Background: Highly sensitive and specific DNA amplification assays are available for use on cervical and urine specimens. These new tests have the potential to identify more chlamydial infections than the commonly used enzyme immunoassay and DNA probe tests, yet they are more expensive. This study sought to assess the cost effectiveness of cell culture, enzyme immunoassay (EIA), DNA probe (Pace 2), polymerase chain reaction (PCR) of cervical and urine specimens, and ligase chain reaction (LCR) of cervical and urine specimens as screening tools for Chlamydia trachomatis in asymptomatic women younger than 30 years of age attending family planning clinics.
Study design: Program costs; medical cost savings of prevented sequelae in women, male sex partners, and infant; and number of prevented cases of pelvic inflammatory disease (PID), neonatal infections, and male sex partner urethritis and epididymitis were modeled in a decision analysis conducted from a health care system perspective. Results are expressed for a cohort of 18,000 women.
Results: If no screening for C. trachomatis were conducted in Maryland, 497 cases of PID would develop, costing $2.2 million in future medical costs. Use of EIA to detect chlamydial infection would prevent 240 cases of PID and save $887,000 over no screening. Alternatively, use of DNA amplification assays on urine specimens would prevent up to an additional 66 cases and save $287,100 over EIA. Use of LCR on cervical specimens would prevent at least 13 additional cases of PID over the urine-based assays, but would cost $3,005 for each additional case prevented. In women receiving routine pelvic examinations, LCR of cervical specimens would prevent the most disease and provide the highest cost savings. In women not receiving routine pelvic examinations, use of LCR on cervical specimens would prevent the most disease but would cost approximately $28,000 per additional case of PID prevented over DNA amplification of urine.

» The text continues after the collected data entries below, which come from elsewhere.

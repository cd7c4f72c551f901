//! Email notifier delivering through an SMTP relay.

use crate::config::{SmtpConfig, TlsMode};
use crate::notify::{Notification, Notifier};
use anyhow::{Context, Result};
use async_trait::async_trait;
use lettre::message::header::ContentType;
use lettre::message::Mailbox;
use lettre::transport::smtp::authentication::Credentials;
use lettre::{AsyncSmtpTransport, AsyncTransport, Message, Tokio1Executor};
use tracing::{debug, warn};

/// Subject line of every notification email.
pub const SUBJECT: &str = "Limited pledge available!";

/// Sends a fixed plaintext message containing the pledge URL.
#[derive(Debug, Clone)]
pub struct EmailNotifier {
    smtp: SmtpConfig,
}

impl EmailNotifier {
    pub fn new(smtp: SmtpConfig) -> Self {
        Self { smtp }
    }

    /// Builds the message for a pledge URL (which may be empty).
    pub fn compose(&self, url: &str) -> Result<Message> {
        let from: Mailbox = self.smtp.sender.parse().context("Invalid sender address")?;
        let to: Mailbox = self.smtp.receiver.parse().context("Invalid receiver address")?;

        Message::builder()
            .from(from)
            .to(to)
            .subject(SUBJECT)
            .header(ContentType::TEXT_PLAIN)
            .body(format!("A limited pledge has become available.\n{}\n", url))
            .context("Failed to build email")
    }

    /// Composes and delivers the message, returning any relay error.
    pub async fn send(&self, url: &str) -> Result<()> {
        let message = self.compose(url)?;
        let port = self.smtp.port.unwrap_or_else(|| self.smtp.tls.default_port());

        debug!("Sending email via {}:{} ({:?})", self.smtp.server, port, self.smtp.tls);

        let builder = match self.smtp.tls {
            TlsMode::None => {
                AsyncSmtpTransport::<Tokio1Executor>::builder_dangerous(self.smtp.server.as_str())
            }
            TlsMode::Starttls => {
                AsyncSmtpTransport::<Tokio1Executor>::starttls_relay(&self.smtp.server)
                    .context("Failed to configure STARTTLS relay")?
            }
            TlsMode::Implicit => AsyncSmtpTransport::<Tokio1Executor>::relay(&self.smtp.server)
                .context("Failed to configure TLS relay")?,
        };

        let mut builder = builder.port(port);
        if let Some(username) = self.smtp.username.as_deref().filter(|u| !u.is_empty()) {
            let password = self.smtp.password.clone().unwrap_or_default();
            builder = builder.credentials(Credentials::new(username.to_string(), password));
        }

        builder.build().send(message).await.context("SMTP delivery failed")?;
        Ok(())
    }

    /// Sends and reports the outcome on stdout. Never fails.
    pub async fn send_and_report(&self, url: &str) {
        match self.send(url).await {
            Ok(()) => println!("Successfully sent email"),
            Err(e) => {
                warn!("Email delivery failed: {:#}", e);
                println!("Error: unable to send email: {:#}", e);
            }
        }
    }
}

#[async_trait]
impl Notifier for EmailNotifier {
    async fn notify(&self, notification: &Notification) -> Result<()> {
        self.send_and_report(&notification.url).await;
        Ok(())
    }

    fn describe(&self) -> String {
        format!("email to {} via {}", self.smtp.receiver, self.smtp.server)
    }
}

Conclusions: Compared with EIA screening, the strategy with the lowest program costs, a screening strategy that combines use of DNA amplification on cervical specimens in women receiving pelvic examinations, and DNA amplification of urine in women with no medical indications necessitating a pelvic examination, prevents the most cases of PID and provides the highest cost savings. With enhanced sensitivity over the other diagnostic assays and with the use of noninvasive specimen collection, DNA amplification assays should be implemented as cost-effective components of a screening program for C. trachomatis.